Per una quindicina d’anni, dalle elezioni del 2007 alla terribile scelta di spingere l’esercito dentro i confini dell’Ucraina, il presidente Vladimir Putin ha sempre amministrato la Russia seguendo il modello della democrazia sovrana, che nei piani del suo estensore originale, l’ex ministro Vladislav Surkov, oggi a quanto sembra lontano dalle scene, doveva somigliare a una grande recita rigidamente diretta dal Cremlino.

Quella recita prevedeva un ruolo alla Duma per il partito di governo Russia unita; per i comunisti di Gennady Zyuganov, che pure a Putin avevano conteso il potere alla fine degli anni Novanta; per un certo numero di formazioni liberali ispirate ai più moderni movimenti europei; e persino per le tesi radicali di Vladimir Zhirinovsky e del suo partito populista Ldpr.

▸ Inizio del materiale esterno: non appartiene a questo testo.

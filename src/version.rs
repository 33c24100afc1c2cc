//! # Release Versions
//!
//! Parsing and ordering for `MAJOR.MINOR.PATCH[-PRERELEASE][+METADATA]` release
//! identifiers, and the minimum-version floor that bounds the matrix.

use serde::{Deserialize, Serialize};
use std::cmp::Ordering;
use std::fmt;
use std::str::FromStr;
use thiserror::Error;

#[derive(Debug, Clone, PartialEq, Eq, Error)]
#[error("invalid version '{input}': {reason}")]
pub struct VersionParseError {
    pub input: String,
    pub reason: String,
}

impl VersionParseError {
    fn new(input: &str, reason: impl Into<String>) -> Self {
        Self {
            input: input.to_string(),
            reason: reason.into(),
        }
    }
}

/// A released version of the backend service
///
/// Ordering is numeric on the three core components; a pre-release sorts before the
/// release it precedes (`1.9.0-beta1 < 1.9.0`). Build metadata only breaks ties.
#[derive(Debug, Clone, PartialEq, Eq, Hash, Serialize, Deserialize)]
#[serde(try_from = "String", into = "String")]
pub struct ReleaseVersion {
    pub major: u64,
    pub minor: u64,
    pub patch: u64,
    pub prerelease: Option<String>,
    pub metadata: Option<String>,
}

impl ReleaseVersion {
    pub fn new(major: u64, minor: u64, patch: u64) -> Self {
        Self {
            major,
            minor,
            patch,
            prerelease: None,
            metadata: None,
        }
    }

    /// True for `-beta1`, `-rc2`, `+ent` and similar tagged builds
    pub fn is_tagged(&self) -> bool {
        self.prerelease.is_some() || self.metadata.is_some()
    }

    pub fn core(&self) -> (u64, u64, u64) {
        (self.major, self.minor, self.patch)
    }
}

impl FromStr for ReleaseVersion {
    type Err = VersionParseError;

    fn from_str(input: &str) -> Result<Self, Self::Err> {
        let trimmed = input.trim();
        let trimmed = trimmed.strip_prefix('v').unwrap_or(trimmed);

        let (rest, metadata) = match trimmed.split_once('+') {
            Some((rest, meta)) => (rest, Some(meta)),
            None => (trimmed, None),
        };
        let (core, prerelease) = match rest.split_once('-') {
            Some((core, pre)) => (core, Some(pre)),
            None => (rest, None),
        };

        let parts: Vec<&str> = core.split('.').collect();
        if parts.len() != 3 {
            return Err(VersionParseError::new(
                input,
                "expected three dot-separated components",
            ));
        }

        let mut numbers = [0u64; 3];
        for (slot, part) in numbers.iter_mut().zip(&parts) {
            if part.is_empty() || !part.bytes().all(|b| b.is_ascii_digit()) {
                return Err(VersionParseError::new(
                    input,
                    format!("component '{part}' is not numeric"),
                ));
            }
            *slot = part
                .parse()
                .map_err(|e| VersionParseError::new(input, format!("{e}")))?;
        }

        for (label, tag) in [("pre-release", prerelease), ("metadata", metadata)] {
            if let Some(tag) = tag {
                if tag.is_empty()
                    || !tag
                        .chars()
                        .all(|c| c.is_ascii_alphanumeric() || c == '.' || c == '-')
                {
                    return Err(VersionParseError::new(
                        input,
                        format!("malformed {label} tag '{tag}'"),
                    ));
                }
            }
        }

        Ok(Self {
            major: numbers[0],
            minor: numbers[1],
            patch: numbers[2],
            prerelease: prerelease.map(str::to_string),
            metadata: metadata.map(str::to_string),
        })
    }
}

impl TryFrom<String> for ReleaseVersion {
    type Error = VersionParseError;

    fn try_from(value: String) -> Result<Self, Self::Error> {
        value.parse()
    }
}

impl From<ReleaseVersion> for String {
    fn from(version: ReleaseVersion) -> Self {
        version.to_string()
    }
}

impl fmt::Display for ReleaseVersion {
    fn fmt(&self, f: &mut fmt::Formatter<'_>) -> fmt::Result {
        write!(f, "{}.{}.{}", self.major, self.minor, self.patch)?;
        if let Some(pre) = &self.prerelease {
            write!(f, "-{pre}")?;
        }
        if let Some(meta) = &self.metadata {
            write!(f, "+{meta}")?;
        }
        Ok(())
    }
}

impl Ord for ReleaseVersion {
    fn cmp(&self, other: &Self) -> Ordering {
        self.core()
            .cmp(&other.core())
            .then_with(|| match (&self.prerelease, &other.prerelease) {
                (None, None) => Ordering::Equal,
                (None, Some(_)) => Ordering::Greater,
                (Some(_), None) => Ordering::Less,
                (Some(a), Some(b)) => compare_prerelease(a, b),
            })
            .then_with(|| self.metadata.cmp(&other.metadata))
    }
}

/// Semver precedence: dot-separated identifiers compared left to right, numeric ones
/// numerically and below alphanumeric ones; a shorter prefix sorts first
fn compare_prerelease(a: &str, b: &str) -> Ordering {
    let mut left = a.split('.');
    let mut right = b.split('.');
    loop {
        let ordering = match (left.next(), right.next()) {
            (None, None) => break,
            (None, Some(_)) => return Ordering::Less,
            (Some(_), None) => return Ordering::Greater,
            (Some(x), Some(y)) => match (x.parse::<u64>(), y.parse::<u64>()) {
                (Ok(x), Ok(y)) => x.cmp(&y),
                (Ok(_), Err(_)) => Ordering::Less,
                (Err(_), Ok(_)) => Ordering::Greater,
                (Err(_), Err(_)) => x.cmp(y),
            },
        };
        if ordering != Ordering::Equal {
            return ordering;
        }
    }
    // "rc.01" and "rc.1" rank alike but are distinct values
    a.cmp(b)
}

impl PartialOrd for ReleaseVersion {
    fn partial_cmp(&self, other: &Self) -> Option<Ordering> {
        Some(self.cmp(other))
    }
}

/// The version floor below which builds are excluded from the matrix
#[derive(Debug, Clone, PartialEq, Eq)]
pub struct MinimumVersionPolicy {
    floor: ReleaseVersion,
    include_prereleases: bool,
}

impl MinimumVersionPolicy {
    pub fn new(floor: ReleaseVersion) -> Self {
        Self {
            floor,
            include_prereleases: false,
        }
    }

    pub fn with_prereleases(mut self, include: bool) -> Self {
        self.include_prereleases = include;
        self
    }

    pub fn floor(&self) -> &ReleaseVersion {
        &self.floor
    }

    pub fn includes_prereleases(&self) -> bool {
        self.include_prereleases
    }

    pub fn admits(&self, version: &ReleaseVersion) -> bool {
        if version.is_tagged() && !self.include_prereleases {
            return false;
        }
        *version >= self.floor
    }
}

Insomma, una finzione collettiva aperta a chiunque accettasse senza condizioni la supremazia di Putin e il controllo di Surkov, con una sola eccezione: la corrente nazional bolscevica dello scrittore Edvuard Limonov, della rockstar Igor Letov e del filosofo Aleksander Dugin, sempre e comunque ai margini del dibattito pubblico.

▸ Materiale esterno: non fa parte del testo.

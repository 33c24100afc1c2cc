//! # Orchestrator Service
//!
//! The workload scheduler, always run at one fixed version and pointed at the backend
//! build under test. It runs in dev mode (single-process server and client) with ACLs
//! enabled; its root token is bootstrapped by the harness after it elects a leader.

pub mod client;
pub mod config;

pub use client::NomadHttpClient;
pub use config::{OrchestratorConfig, OrchestratorPorts};

use async_trait::async_trait;
use serde::{Deserialize, Serialize};
use serde_json::Value;
use std::fmt;
use std::net::SocketAddr;
use std::path::Path;

use crate::constants::orchestrator;
use crate::credentials::mask;
use crate::error::{CompatError, Result};
use crate::services::{ManagedProcess, ProcessSpec, ServiceHandle};
use crate::wait::{wait_until, WaitPolicy};

/// Token returned by ACL bootstrap
#[derive(Clone, PartialEq, Eq)]
pub struct AclToken {
    pub accessor_id: String,
    pub secret_id: String,
}

impl fmt::Debug for AclToken {
    fn fmt(&self, f: &mut fmt::Formatter<'_>) -> fmt::Result {
        f.debug_struct("AclToken")
            .field("accessor_id", &self.accessor_id)
            .field("secret_id", &mask(&self.secret_id))
            .finish()
    }
}

/// A parsed job, kept as the orchestrator's own JSON representation
#[derive(Debug, Clone, PartialEq)]
pub struct JobSpec {
    id: String,
    body: Value,
}

impl JobSpec {
    /// Wrap a parse response; the job must carry an `ID` or `Name`
    pub fn from_value(body: Value) -> Result<Self> {
        let id = ["ID", "Name"]
            .iter()
            .filter_map(|key| body.get(*key).and_then(Value::as_str))
            .find(|id| !id.is_empty())
            .map(str::to_string)
            .ok_or_else(|| CompatError::Parse("parsed job has no ID".to_string()))?;
        Ok(Self { id, body })
    }

    pub fn id(&self) -> &str {
        &self.id
    }

    pub fn body(&self) -> &Value {
        &self.body
    }
}

/// Summary of one allocation as listed for a job
#[derive(Debug, Clone, PartialEq, Eq, Serialize, Deserialize)]
pub struct AllocationStub {
    #[serde(rename = "ID")]
    pub id: String,
    #[serde(rename = "ClientStatus")]
    pub client_status: String,
}

impl AllocationStub {
    pub fn is_running(&self) -> bool {
        self.client_status == orchestrator::STATUS_RUNNING
    }
}

/// Operations the engine needs from a running orchestrator
#[async_trait]
pub trait OrchestratorApi: Send + Sync {
    fn address(&self) -> SocketAddr;

    async fn leader(&self) -> Result<Option<String>>;

    /// Create the initial management token with a caller-chosen secret
    async fn bootstrap_acl(&self, secret: &str) -> Result<AclToken>;

    /// Install the token sent with every later request
    fn set_token(&self, token: &str);

    async fn parse_job(&self, source: &str) -> Result<JobSpec>;

    async fn register_job(&self, job: &JobSpec) -> Result<()>;

    async fn deregister_job(&self, job_id: &str, purge: bool) -> Result<()>;

    async fn job_allocations(&self, job_id: &str) -> Result<Vec<AllocationStub>>;
}

/// Block until the orchestrator reports a leader
pub async fn wait_for_leader(api: &dyn OrchestratorApi, policy: WaitPolicy) -> Result<String> {
    let leader = wait_until("orchestrator leader", policy, move || async move {
        match api.leader().await {
            Ok(Some(leader)) => Ok(leader),
            Ok(None) => Err("no leader elected".to_string()),
            Err(e) => Err(e.to_string()),
        }
    })
    .await?;
    Ok(leader)
}

/// Write the agent config into `state_dir` and start `<binary> agent -dev`
pub fn launch(
    binary: &Path,
    state_dir: &Path,
    config: &OrchestratorConfig,
    forward_output: bool,
) -> Result<ServiceHandle> {
    let address = config.http_address()?;
    std::fs::create_dir_all(state_dir)?;
    let config_file = config.write_to(state_dir)?;
    if let Err(e) = std::fs::create_dir_all(&config.data_dir) {
        let _ = std::fs::remove_file(&config_file);
        return Err(e.into());
    }

    let spec = ProcessSpec::new(orchestrator::SERVICE_NAME, binary)
        .arg("agent")
        .arg("-dev")
        .arg("-config")
        .arg(config_file.display().to_string())
        .current_dir(state_dir)
        .forward_output(forward_output);

    let process = match ManagedProcess::spawn(&spec) {
        Ok(process) => process,
        Err(e) => {
            let _ = std::fs::remove_dir_all(&config.data_dir);
            let _ = std::fs::remove_file(&config_file);
            return Err(e);
        }
    };

    Ok(
        ServiceHandle::new(orchestrator::SERVICE_NAME, address, Box::new(process))
            .with_cleanup_path(&config.data_dir)
            .with_cleanup_path(config_file),
    )
}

Sembra oggi che la guerra in Ucraina abbia modificato il sistema con cui Putin gestisce il potere. Che il concetto di sovranità abbia preso definitivamente il sopravvento su quello di democrazia. E che il Cremlino adesso accetti di buon grado e in modo esplicito non solo gli esponenti della nuova destra, ma anche gli strumenti che questi intendono adoperare.

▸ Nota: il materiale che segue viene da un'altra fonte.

//! # Dual Service Bootstrap
//!
//! Brings up the backend and then the orchestrator for one build, in strict order:
//!
//! 1. Generate the iteration's credentials.
//! 2. Launch the backend with ACLs (default deny) and both tokens installed.
//! 3. Wait for a backend leader, then for an active Connect CA root.
//! 4. Check the backend reports exactly the requested version.
//! 5. Launch the orchestrator against the backend using the agent token, and wait for
//!    its leader.
//! 6. Bootstrap the orchestrator's ACL system and install the resulting root token.
//!
//! Each launched service is registered with the [`IterationScope`] before anything
//! else can fail, so a failure at any later step still tears it down.

use async_trait::async_trait;
use std::path::Path;
use std::sync::Arc;
use std::time::Duration;
use uuid::Uuid;

use crate::artifact_cache::CachedArtifact;
use crate::backend::{self, BackendApi, BackendConfig, BackendPorts, ConsulHttpClient};
use crate::config::{BackendSettings, OrchestratorSettings};
use crate::constants::{backend as backend_consts, orchestrator as orchestrator_consts};
use crate::credentials::CredentialSet;
use crate::error::{CompatError, Result};
use crate::orchestrator::{self, NomadHttpClient, OrchestratorApi, OrchestratorConfig, OrchestratorPorts};
use crate::services::{allocate_ports, IterationScope, ServiceHandle};
use crate::log_service;

pub struct LaunchedBackend {
    pub handle: ServiceHandle,
    pub client: Arc<dyn BackendApi>,
}

pub struct LaunchedOrchestrator {
    pub handle: ServiceHandle,
    pub client: Arc<dyn OrchestratorApi>,
}

/// Starts service processes and returns a handle plus an API client for each
#[async_trait]
pub trait ServiceLauncher: Send + Sync {
    async fn launch_backend(
        &self,
        artifact: &CachedArtifact,
        config: &BackendConfig,
        credentials: &CredentialSet,
    ) -> Result<LaunchedBackend>;

    async fn launch_orchestrator(
        &self,
        state_dir: &Path,
        config: &OrchestratorConfig,
    ) -> Result<LaunchedOrchestrator>;
}

/// Launches real child processes and talks to them over HTTP
#[derive(Debug, Clone)]
pub struct ProcessLauncher {
    backend: BackendSettings,
    orchestrator: OrchestratorSettings,
}

impl ProcessLauncher {
    pub fn new(backend: BackendSettings, orchestrator: OrchestratorSettings) -> Self {
        Self {
            backend,
            orchestrator,
        }
    }
}

#[async_trait]
impl ServiceLauncher for ProcessLauncher {
    async fn launch_backend(
        &self,
        artifact: &CachedArtifact,
        config: &BackendConfig,
        credentials: &CredentialSet,
    ) -> Result<LaunchedBackend> {
        let client = ConsulHttpClient::new(
            config.http_address()?,
            credentials.root_token(),
            Duration::from_millis(self.backend.request_timeout_ms),
        )?;
        let handle = backend::launch(
            &artifact.executable,
            artifact.version_dir(),
            config,
            self.backend.service_output,
        )?;
        Ok(LaunchedBackend {
            handle,
            client: Arc::new(client),
        })
    }

    async fn launch_orchestrator(
        &self,
        state_dir: &Path,
        config: &OrchestratorConfig,
    ) -> Result<LaunchedOrchestrator> {
        let client = NomadHttpClient::new(
            config.http_address()?,
            Duration::from_millis(self.orchestrator.request_timeout_ms),
        )?;
        let handle = orchestrator::launch(
            &self.orchestrator.binary,
            state_dir,
            config,
            self.orchestrator.service_output,
        )?;
        Ok(LaunchedOrchestrator {
            handle,
            client: Arc::new(client),
        })
    }
}

/// A ready backend: leader elected, CA root active, version confirmed
pub struct BackendSession {
    pub artifact: CachedArtifact,
    pub config: BackendConfig,
    pub credentials: CredentialSet,
    pub client: Arc<dyn BackendApi>,
}

impl std::fmt::Debug for BackendSession {
    fn fmt(&self, f: &mut std::fmt::Formatter<'_>) -> std::fmt::Result {
        f.debug_struct("BackendSession")
            .field("build", &self.artifact.build.to_string())
            .field("address", &self.client.address())
            .field("credentials", &self.credentials)
            .finish()
    }
}

pub struct DualServiceBootstrapper {
    launcher: Arc<dyn ServiceLauncher>,
    backend: BackendSettings,
    orchestrator: OrchestratorSettings,
}

impl DualServiceBootstrapper {
    pub fn new(
        launcher: Arc<dyn ServiceLauncher>,
        backend: BackendSettings,
        orchestrator: OrchestratorSettings,
    ) -> Self {
        Self {
            launcher,
            backend,
            orchestrator,
        }
    }

    /// Launch the backend for `artifact` and block until it is ready for clients
    pub async fn start(
        &self,
        artifact: &CachedArtifact,
        scope: &mut IterationScope,
    ) -> Result<BackendSession> {
        if !artifact.ready {
            return Err(CompatError::bootstrap(
                backend_consts::SERVICE_NAME,
                format!("{} is not executable", artifact.executable.display()),
            ));
        }

        let mut credentials = CredentialSet::generate();
        let ports = BackendPorts::from_allocated(&allocate_ports(BackendPorts::REQUIRED)?)?;
        let config = BackendConfig::new(
            &artifact.build.version,
            artifact.version_dir(),
            &credentials,
            &self.backend,
            ports,
        );

        let launched = self
            .launcher
            .launch_backend(artifact, &config, &credentials)
            .await?;
        scope.register(launched.handle);
        let client = launched.client;

        let leader = backend::wait_for_leader(client.as_ref(), self.backend.leader_wait()).await?;
        log_service!(info, "LEADER_ELECTED", service: backend_consts::SERVICE_NAME, leader: leader);

        let root = backend::wait_for_active_ca_root(client.as_ref(), self.backend.ca_root_wait())
            .await?;
        log_service!(info, "CA_ROOT_ACTIVE", service: backend_consts::SERVICE_NAME, root: root);
        credentials.set_ca_root(root);

        let requested = artifact.build.version.to_string();
        let reported = client.reported_version().await?;
        if reported != requested {
            return Err(CompatError::VersionMismatch {
                requested,
                reported,
            });
        }

        Ok(BackendSession {
            artifact: artifact.clone(),
            config,
            credentials,
            client,
        })
    }

    /// Launch the orchestrator against a ready backend and install its root token
    pub async fn start_orchestrator(
        &self,
        session: &BackendSession,
        scope: &mut IterationScope,
    ) -> Result<Arc<dyn OrchestratorApi>> {
        let state_dir = session.artifact.version_dir();
        let ports = OrchestratorPorts::from_allocated(&allocate_ports(OrchestratorPorts::REQUIRED)?)?;
        let config = OrchestratorConfig::new(
            session.client.address(),
            session.credentials.agent_token(),
            state_dir,
            &self.orchestrator,
            ports,
        );

        let launched = self.launcher.launch_orchestrator(state_dir, &config).await?;
        scope.register(launched.handle);
        let client = launched.client;

        let leader =
            orchestrator::wait_for_leader(client.as_ref(), self.orchestrator.startup_wait()).await?;
        log_service!(info, "LEADER_ELECTED", service: orchestrator_consts::SERVICE_NAME, leader: leader);

        let secret = Uuid::new_v4().to_string();
        let token = client.bootstrap_acl(&secret).await.map_err(|e| {
            CompatError::bootstrap(
                orchestrator_consts::SERVICE_NAME,
                format!("ACL bootstrap failed: {e}"),
            )
        })?;
        client.set_token(&token.secret_id);
        log_service!(info, "ACL_BOOTSTRAPPED", service: orchestrator_consts::SERVICE_NAME, accessor: token.accessor_id);

        Ok(client)
    }
}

L’omicidio di Daria Dugina rappresenta in questo quadro un segnale preoccupante. È una cupa svolta nelle vicende del paese. Gli inquirenti hanno chiuso il caso in due giorni, ma in Russia storie simili risolte troppo in fretta hanno mostrato negli anni passati la mancanza di professionalità degli apparati di sicurezza, anziché la loro efficienza. Nulla nella versione fornita dalle autorità pare convincente. Né l’identità della presunta assassina, una Natalia Vovk, quarantatré anni, passaporto ucraino e addestramento nel Battaglione Azov; né la possibilità che abbia usato la figlia dodicenne per piazzare un ordigno esplosivo sull’auto di Dugina; né tanto meno la fuga in Estonia ripresa chilometro dopo chilometro da decine di telecamere nel momento in cui la sicurezza nel paese si trova da mesi al massimo livello. La versione è debole. I sospetti sugli apparati russi crescono. E dipendono certamente anche dal fatto che Dugina fosse la figlia di Alexander Dugin, e che abbia passato gran parte della propria esistenza a sostenere le ragioni dell’assalto all’Ucraina. Era, in un certo senso, la vittima perfetta di una guerra che è entrata in Russia, e che Putin in qualche modo deve risolvere.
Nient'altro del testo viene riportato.